Destruiréis enteramente todos los lugares donde las naciones que vosotros heredaréis sirvieron a sus dioses, sobre los montes altos, y sobre los collados, y debajo de todo árbol frondoso. Derribaréis sus altares, y quebraréis sus estatuas, y sus imágenes de Asera consumiréis con fuego; y destruiréis las esculturas de sus dioses, y raeréis su nombre de aquel lugar. No haréis así a Jehová vuestro Dios, sino que el lugar que Jehová vuestro Dios escogiere de entre todas vuestras tribus, para poner allí su nombre para su habitación, ese buscaréis, y allá iréis.

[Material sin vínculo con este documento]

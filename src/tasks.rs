//! Background work that must never block or fail the user-facing flow.

use std::sync::Arc;
use std::time::Duration;

use tokio::sync::mpsc;

use crate::sheets::{QuestionSource, UsageRecord};
use crate::telegram::User;

/// Buffered queue size for usage records; overflow drops the record
const USAGE_QUEUE_CAPACITY: usize = 64;

const KEEP_ALIVE_INTERVAL: Duration = Duration::from_secs(600);

/// Handle for fire-and-forget usage logging. Enqueueing never waits; the
/// spawned worker does the slow spreadsheet append and swallows failures.
#[derive(Clone)]
pub struct UsageLogger {
    tx: mpsc::Sender<UsageRecord>,
}

impl UsageLogger {
    pub fn record(&self, user: &User, action: &str) {
        let record = UsageRecord {
            user_id: user.id.to_string(),
            full_name: user.full_name(),
            user_link: user.profile_link(),
            action: action.to_string(),
            ts: chrono::Utc::now().to_rfc3339(),
        };

        if let Err(e) = self.tx.try_send(record) {
            tracing::warn!("usage queue full, dropping record: {}", e);
        }
    }
}

/// Spawn the usage-log worker and return its enqueue handle
pub fn spawn_usage_logger(source: Arc<dyn QuestionSource>) -> UsageLogger {
    let (tx, mut rx) = mpsc::channel::<UsageRecord>(USAGE_QUEUE_CAPACITY);

    tokio::spawn(async move {
        while let Some(record) = rx.recv().await {
            if let Err(e) = source.record_usage(record).await {
                tracing::error!("failed to record usage: {}", e);
            }
        }
    });

    UsageLogger { tx }
}

/// Periodically ping our own public URL so the hosting platform doesn't put
/// the process to sleep between games.
pub fn spawn_keep_alive(url: String) {
    tokio::spawn(async move {
        let client = match reqwest::Client::builder()
            .timeout(Duration::from_secs(30))
            .build()
        {
            Ok(c) => c,
            Err(e) => {
                tracing::error!("keep-alive disabled, could not build client: {}", e);
                return;
            }
        };

        loop {
            tokio::time::sleep(KEEP_ALIVE_INTERVAL).await;

            match client.get(&url).send().await {
                Ok(response) => tracing::info!("keep-alive ping: {}", response.status()),
                Err(e) => tracing::error!("keep-alive ping failed: {}", e),
            }
        }
    });
}

#[cfg(test)]
mod tests {
    use std::collections::HashSet;

    use super::*;
    use crate::sheets::StaticSource;

    #[tokio::test]
    async fn test_usage_logger_records_through_queue() {
        let source = Arc::new(StaticSource::new(Vec::new(), HashSet::new()));
        let logger = spawn_usage_logger(source.clone());

        let user = User {
            id: 42,
            first_name: Some("Ada".to_string()),
            last_name: None,
            username: Some("ada".to_string()),
        };
        logger.record(&user, "start");

        // Give the worker a moment to drain the queue
        tokio::time::sleep(Duration::from_millis(50)).await;

        let records = source.recorded().await;
        assert_eq!(records.len(), 1);
        assert_eq!(records[0].user_id, "42");
        assert_eq!(records[0].action, "start");
        assert_eq!(records[0].user_link, "https://t.me/ada");
    }
}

Cuando los israelitas entraron en la tierra prometida, Jehová les ordenó destruir por completo los lugares de culto idolátrico erigidos por las naciones cananeas. Este mandato era tan riguroso que no se permitía dejar nada intacto, ni siquiera los nombres de esos dioses debían perdurar.
En contraste, en cuanto al servicio a Jehová, la instrucción era completamente diferente. Se les animaba a buscar activamente el lugar que Dios escogería para poner su nombre e ir allí a presentarle lo que le correspondía.
Este mandato práctico nos recuerda que al aceptar a Jesucristo como Señor, experimentamos una transformación radical: nos convertimos de los ídolos para servir al Dios vivo y verdadero (véase 1 Ts. 1:9). Se nos exhorta a desechar las obras de las tinieblas y a vivir de manera sobria, justa y piadosa, renunciando a la impiedad y a los deseos mundanos (véase Ro. 13:12; 1 P. 1:18; Tit. 2:12-13). No debe quedar nada de nuestro antiguo estilo de vida pecaminoso en nuestras vidas. ¡Ni siquiera se deben mencionar esas cosas entre nosotros!
Además, se nos insta a buscar el lugar donde el Señor ha puesto su nombre. ¿Lo hemos encontrado? ¿Lo buscamos sinceramente? Nuestro Señor Jesús nos prometió: “Porque donde están dos o tres congregados en mi nombre, allí estoy yo en medio de ellos” (Mt. 18:20). Debemos dirigirnos a donde él está y presentarle nuestra adoración.